UK Higher Education has “reached a dead end,” says new IEA research
A new IEA briefing paper outlines how Covid-19 has burst the university bubble, opening up opportunity for reform
- Covid-19 is exposing the fundamentally unsound nature of the policy of successive governments and of the entire array of Higher Education (HE) institutions;
- Many universities were in a weak financial position prior to the pandemic. They are now facing a “massive cashflow crisis”;
- The present difficulties could lead to a permanent fall in demand for places in HE;
- UK policy has been heading in the wrong direction since the mid-1980s. The government is using the current interruption for a fundamental rethink;
- However, the evidence is that the political class has not yet fully grasped the extent of both the problem and the opportunity that the pandemic represents;
- There is no evidence that the UK’s economic performance has been elevated by the expansion in the number of graduates;
- The good being supplied by HE institutions is the signal a degree will send to prospective employers. The sort of competition that we see in other markets – of price competition, product variation and price differentiation – has therefore been significantly impaired;
- This has led to overextension, increasing financial fragility and a system which fails to meet labour market needs;
- These problems cannot be resolved by a continuation or expansion of previous policies. Instead, wholesale reform may be required.
A new briefing paper from the Institute of Economic Affairs, authored by IEA Head of Education Dr Stephen Davies, argues that Covid-19 has exposed the “fundamentally unsound” nature of Higher Education (HE) policy and of the entire array of HE institutions.
The pandemic has accelerated a number of pre-existing trends, revealing those sectors already in trouble. Universities are taking a big hit: overseas students have been unable to travel and study; income from other sources over the vacations has vanished; and many institutions were in a weak financial position before this crisis.
These difficulties have crystallised a feeling on the part of many people that there is something “fundamentally wrong and misguided” with the HE policy of successive British governments, with the kind of product and service that universities offer, and the way the whole system is run and financed.
UK policy has been heading in the wrong direction since the mid 1980s. While the government is using the current interruption for a rethink, it appears that the political class has not yet fully grasped the extent of the problem or opportunity that the pandemic represents. Instead, they remain fixated on the idea that graduates are the driver of economic growth. Their concern is simply that we have the wrong kind of graduate.
However, while graduates historically enjoy an income premium, there is a lot of evidence to counter the belief that having a degree makes a graduate more productive than a non-graduate. The good being supplied by HE institutions is not more productive workers but the signal a degree will send to prospective employers.
The sort of competition that we see in other markets – of price competition, product variation and price differentiation – has therefore been significantly impaired. None of these helps when the good being supplied to the actual primary customers (employers) and secondary customers (students) is the nearly homogeneous one of a signal.

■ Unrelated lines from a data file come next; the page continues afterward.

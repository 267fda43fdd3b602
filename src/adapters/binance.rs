//! Binance USDⓈ-M futures REST adapter.
//!
//! Implements both boundary traits. All signed endpoints use HMAC-SHA256
//! query signatures; every request goes through a shared back-off wrapper
//! that honors HTTP 429/418 with exponential, jittered sleeps.

use async_trait::async_trait;
use chrono::{DateTime, Utc};
use hmac::{Hmac, Mac};
use rand::Rng;
use reqwest::{Method, StatusCode};
use rust_decimal::Decimal;
use sha2::Sha256;
use std::str::FromStr;
use std::time::Duration;
use tracing::{debug, warn};
use uuid::Uuid;

use crate::config::ExchangeConfig;
use crate::domain::candle::{Candle, Timeframe};
use crate::domain::order::Side;
use crate::domain::snapshot::OpenInterest;
use crate::error::{HelixError, Result};

use super::source::{MarketDataSource, OrderSink, PositionInfo};

type HmacSha256 = Hmac<Sha256>;

const MAX_BACKOFF_ATTEMPTS: u32 = 4;
const BACKOFF_BASE_MS: u64 = 500;

/// Binance futures REST client
pub struct BinanceFuturesClient {
    http: reqwest::Client,
    base_url: String,
    api_key: Option<String>,
    api_secret: Option<String>,
    netflow_url: Option<String>,
    dry_run: bool,
}

impl BinanceFuturesClient {
    pub fn new(config: &ExchangeConfig, dry_run: bool) -> Result<Self> {
        let http = reqwest::Client::builder()
            .timeout(Duration::from_secs(10))
            .build()
            .map_err(HelixError::Http)?;

        Ok(Self {
            http,
            base_url: config.rest_url.trim_end_matches('/').to_string(),
            api_key: config.api_key.clone(),
            api_secret: config.api_secret.clone(),
            netflow_url: config.netflow_url.clone(),
            dry_run,
        })
    }

    /// Execute a public (unsigned) GET with 429 back-off.
    async fn get_public(&self, path: &str, query: &str) -> Result<serde_json::Value> {
        let url = if query.is_empty() {
            format!("{}{}", self.base_url, path)
        } else {
            format!("{}{}?{}", self.base_url, path, query)
        };
        self.send_with_backoff(Method::GET, &url, None).await
    }

    /// Execute a signed request with 429 back-off.
    async fn send_signed(
        &self,
        method: Method,
        path: &str,
        query: &str,
    ) -> Result<serde_json::Value> {
        let api_key = self.api_key.as_deref().ok_or_else(|| {
            HelixError::ConfigInvalid("signed endpoint requires exchange.api_key".to_string())
        })?;
        let secret = self.api_secret.as_deref().ok_or_else(|| {
            HelixError::ConfigInvalid("signed endpoint requires exchange.api_secret".to_string())
        })?;

        let timestamp = Utc::now().timestamp_millis();
        let payload = if query.is_empty() {
            format!("timestamp={timestamp}")
        } else {
            format!("{query}&timestamp={timestamp}")
        };

        let mut mac = HmacSha256::new_from_slice(secret.as_bytes())
            .map_err(|e| HelixError::Internal(format!("HMAC init failed: {e}")))?;
        mac.update(payload.as_bytes());
        let signature = mac
            .finalize()
            .into_bytes()
            .iter()
            .fold(String::with_capacity(64), |mut acc, b| {
                use std::fmt::Write;
                let _ = write!(acc, "{b:02x}");
                acc
            });

        let url = format!("{}{}?{}&signature={}", self.base_url, path, payload, signature);
        self.send_with_backoff(method, &url, Some(api_key)).await
    }

    async fn send_with_backoff(
        &self,
        method: Method,
        url: &str,
        api_key: Option<&str>,
    ) -> Result<serde_json::Value> {
        for attempt in 0..MAX_BACKOFF_ATTEMPTS {
            let mut request = self.http.request(method.clone(), url);
            if let Some(key) = api_key {
                request = request.header("X-MBX-APIKEY", key);
            }

            let response = request.send().await?;
            let status = response.status();

            if status == StatusCode::TOO_MANY_REQUESTS || status.as_u16() == 418 {
                let sleep_ms = BACKOFF_BASE_MS * 2u64.pow(attempt)
                    + rand::thread_rng().gen_range(0..250);
                warn!(url, attempt, sleep_ms, "rate limited, backing off");
                tokio::time::sleep(Duration::from_millis(sleep_ms)).await;
                continue;
            }

            if !status.is_success() {
                let body = response.text().await.unwrap_or_default();
                return Err(HelixError::Fetch(format!("{url} -> {status}: {body}")));
            }

            return Ok(response.json::<serde_json::Value>().await?);
        }

        Err(HelixError::RateLimited(format!(
            "{url}: still throttled after {MAX_BACKOFF_ATTEMPTS} attempts"
        )))
    }

    /// Parse one kline row from the exchange's array-of-arrays response
    fn parse_kline_row(row: &[serde_json::Value]) -> Option<Candle> {
        if row.len() < 7 {
            return None;
        }
        let open_time = DateTime::from_timestamp_millis(row[0].as_i64()?)?;
        let close_time = DateTime::from_timestamp_millis(row[6].as_i64()?)?;
        Some(Candle {
            open_time,
            open: row[1].as_str()?.parse().ok()?,
            high: row[2].as_str()?.parse().ok()?,
            low: row[3].as_str()?.parse().ok()?,
            close: row[4].as_str()?.parse().ok()?,
            volume: row[5].as_str()?.parse().ok()?,
            close_time,
        })
    }

    fn decimal_field(value: &serde_json::Value, field: &str) -> Option<f64> {
        value.get(field)?.as_str()?.parse::<f64>().ok()
    }
}

#[async_trait]
impl MarketDataSource for BinanceFuturesClient {
    async fn get_klines(&self, symbol: &str, tf: Timeframe, limit: usize) -> Result<Vec<Candle>> {
        let query = format!(
            "symbol={}&interval={}&limit={}",
            symbol,
            tf.as_str(),
            limit.min(1000)
        );
        let data = self.get_public("/fapi/v1/klines", &query).await?;
        let rows = data
            .as_array()
            .ok_or_else(|| HelixError::Fetch(format!("{symbol} {tf}: klines not an array")))?;

        let candles: Vec<Candle> = rows
            .iter()
            .filter_map(|row| row.as_array().and_then(|r| Self::parse_kline_row(r)))
            .collect();

        debug!(symbol, tf = %tf, count = candles.len(), "fetched klines");
        Ok(candles)
    }

    async fn get_funding_rate(&self, symbol: &str) -> Result<f64> {
        let data = self
            .get_public("/fapi/v1/premiumIndex", &format!("symbol={symbol}"))
            .await?;
        Self::decimal_field(&data, "lastFundingRate")
            .ok_or_else(|| HelixError::Fetch(format!("{symbol}: missing lastFundingRate")))
    }

    async fn get_open_interest(&self, symbol: &str) -> Result<OpenInterest> {
        // 25 hourly points span the 24h comparison window
        let query = format!("symbol={symbol}&period=1h&limit=25");
        let data = self
            .get_public("/futures/data/openInterestHist", &query)
            .await?;
        let rows = data
            .as_array()
            .filter(|rows| rows.len() >= 2)
            .ok_or_else(|| HelixError::Fetch(format!("{symbol}: open interest history empty")))?;

        let first = Self::decimal_field(&rows[0], "sumOpenInterest");
        let last = Self::decimal_field(&rows[rows.len() - 1], "sumOpenInterest");
        match (first, last) {
            (Some(value_24h_ago), Some(current)) => Ok(OpenInterest {
                current,
                value_24h_ago,
            }),
            _ => Err(HelixError::Fetch(format!(
                "{symbol}: unparsable open interest rows"
            ))),
        }
    }

    async fn get_institutional_netflow(&self, symbol: &str) -> Result<f64> {
        let base = self.netflow_url.as_deref().ok_or_else(|| {
            HelixError::Fetch("no netflow provider configured".to_string())
        })?;
        let url = format!("{}?symbol={}&window=1h", base.trim_end_matches('/'), symbol);
        let data = self.send_with_backoff(Method::GET, &url, None).await?;
        data.get("netflow_usd")
            .and_then(|v| v.as_f64())
            .ok_or_else(|| HelixError::Fetch(format!("{symbol}: netflow payload missing field")))
    }
}

#[async_trait]
impl OrderSink for BinanceFuturesClient {
    async fn set_leverage(&self, symbol: &str, leverage: u32) -> Result<()> {
        if self.dry_run {
            debug!(symbol, leverage, "dry-run: set_leverage skipped");
            return Ok(());
        }
        let query = format!("symbol={symbol}&leverage={leverage}");
        self.send_signed(Method::POST, "/fapi/v1/leverage", &query)
            .await?;
        Ok(())
    }

    async fn place_market(
        &self,
        symbol: &str,
        side: Side,
        quantity: Decimal,
        client_order_id: &str,
    ) -> Result<String> {
        if self.dry_run {
            let order_id = format!("dry-{}", Uuid::new_v4());
            debug!(symbol, %side, %quantity, client_order_id, order_id, "dry-run: market order");
            return Ok(order_id);
        }
        let query = format!(
            "symbol={symbol}&side={side}&type=MARKET&quantity={quantity}&newClientOrderId={client_order_id}"
        );
        let data = self.send_signed(Method::POST, "/fapi/v1/order", &query).await?;
        data.get("orderId")
            .and_then(|v| v.as_i64())
            .map(|id| id.to_string())
            .ok_or_else(|| HelixError::Exec(format!("{symbol}: order response missing orderId")))
    }

    async fn attach_stops(
        &self,
        symbol: &str,
        order_id: &str,
        stop_loss: Decimal,
        take_profit: Option<Decimal>,
    ) -> Result<()> {
        if self.dry_run {
            debug!(symbol, order_id, %stop_loss, ?take_profit, "dry-run: attach_stops skipped");
            return Ok(());
        }

        // Stop orders close the position, so their side opposes the entry.
        let position = self.get_position(symbol).await?.ok_or_else(|| {
            HelixError::Exec(format!("{symbol}: no position found to attach stops"))
        })?;
        let close_side = match position.side {
            Side::Buy => Side::Sell,
            Side::Sell => Side::Buy,
        };

        let query = format!(
            "symbol={symbol}&side={close_side}&type=STOP_MARKET&stopPrice={stop_loss}&closePosition=true"
        );
        self.send_signed(Method::POST, "/fapi/v1/order", &query).await?;

        if let Some(tp) = take_profit {
            let query = format!(
                "symbol={symbol}&side={close_side}&type=TAKE_PROFIT_MARKET&stopPrice={tp}&closePosition=true"
            );
            self.send_signed(Method::POST, "/fapi/v1/order", &query).await?;
        }
        Ok(())
    }

    async fn get_balance(&self) -> Result<Decimal> {
        let data = self.send_signed(Method::GET, "/fapi/v2/balance", "").await?;
        let rows = data
            .as_array()
            .ok_or_else(|| HelixError::Fetch("balance response not an array".to_string()))?;
        for row in rows {
            if row.get("asset").and_then(|v| v.as_str()) == Some("USDT") {
                let balance = row
                    .get("availableBalance")
                    .and_then(|v| v.as_str())
                    .and_then(|s| Decimal::from_str(s).ok());
                if let Some(balance) = balance {
                    return Ok(balance);
                }
            }
        }
        Err(HelixError::Fetch("USDT balance not found".to_string()))
    }

    async fn get_position(&self, symbol: &str) -> Result<Option<PositionInfo>> {
        let data = self
            .send_signed(Method::GET, "/fapi/v2/positionRisk", &format!("symbol={symbol}"))
            .await?;
        let rows = data
            .as_array()
            .ok_or_else(|| HelixError::Fetch("positionRisk response not an array".to_string()))?;

        for row in rows {
            let qty = row
                .get("positionAmt")
                .and_then(|v| v.as_str())
                .and_then(|s| Decimal::from_str(s).ok())
                .unwrap_or(Decimal::ZERO);
            if qty.is_zero() {
                continue;
            }
            let entry_price = row
                .get("entryPrice")
                .and_then(|v| v.as_str())
                .and_then(|s| Decimal::from_str(s).ok())
                .unwrap_or(Decimal::ZERO);
            let unrealized_pnl = row
                .get("unRealizedProfit")
                .and_then(|v| v.as_str())
                .and_then(|s| Decimal::from_str(s).ok())
                .unwrap_or(Decimal::ZERO);
            return Ok(Some(PositionInfo {
                symbol: symbol.to_string(),
                side: if qty > Decimal::ZERO { Side::Buy } else { Side::Sell },
                quantity: qty.abs(),
                entry_price,
                unrealized_pnl,
            }));
        }
        Ok(None)
    }
}

#[cfg(test)]
mod tests {
    use super::*;
    use serde_json::json;

    #[test]
    fn parses_kline_row() {
        let row = vec![
            json!(1700000000000_i64),
            json!("100.5"),
            json!("101.0"),
            json!("99.5"),
            json!("100.8"),
            json!("1234.5"),
            json!(1700000299999_i64),
        ];
        let candle = BinanceFuturesClient::parse_kline_row(&row).unwrap();
        assert_eq!(candle.close, Decimal::from_str("100.8").unwrap());
        assert!(candle.close_time > candle.open_time);
    }

    #[test]
    fn rejects_short_kline_row() {
        let row = vec![json!(1700000000000_i64), json!("100.5")];
        assert!(BinanceFuturesClient::parse_kline_row(&row).is_none());
    }

    #[test]
    fn decimal_field_reads_string_numbers() {
        let value = json!({"lastFundingRate": "0.000125"});
        let parsed = BinanceFuturesClient::decimal_field(&value, "lastFundingRate").unwrap();
        assert!((parsed - 0.000125).abs() < 1e-12);
        assert!(BinanceFuturesClient::decimal_field(&value, "missing").is_none());
    }
}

It has led to overextension, increasing financial fragility and a system which “fails to meet labour market needs”. The present issues cannot therefore be resolved by a continuation or expansion of previous policies. We should resist pressure to bailout distressed and overextended institutions so that they can continue as before.
“To a Radical Degree” argues that the current crisis offers the opportunity to completely rethink HE and the good it provides, making a number of recommendations:
- Instead of having one kind of institution, modelled ultimately on the ancient universities but with most being cut-price versions, we could have several;
- There is a need to distinguish, separate and expand the genuinely human capital enhancing subjects and courses such as medicine, engineering and other STEM subjects, and vocational and trade education and training;
- We should look to move away from funding institutions out of current government spending and, by doing this, to give them greater independence and responsibility;
- The artificially inflated cost of higher education should be reduced. In particular we could look to move away from the distinctively English practice of the residential university;
- We could also consider reviving a range of different forms of attendance (which would go along with the wider range of funding methods for students);
- We should stop using HE as a certification device, and develop ways of measuring the kinds of things that a degree signals (qualities of aptitude or character and foundational ability) that do not require a three-year degree course. HE should be thought of as a good that can be valuable at any stage in life, and not for a (often spurious) supposed financial benefit.
Dr Stephen Davies, Head of Education at the Institute of Economic Affairs and author of “To a Radical Degree: Reshaping the UK’s Higher Education for the post-pandemic world,” said:
“Covid-19 has caused a short term funding crisis in UK universities. This has produced the inevitable calls for a bailout but these should be resisted, because it has also highlighted the structural problems of the way Higher Education has developed in response to government policies since the mid-1980s. This has damaged the true mission of HE and has not benefitted graduates, employers, or the wider economy.
“We should not look to either put Humpty-Dumpty back together or to slim him down and have a smaller sector but one still run on the same lines. Instead we should seize the opportunity for a radical rethink of the nature and purpose of HE and look to move to a system that is far more varied and pluralistic.”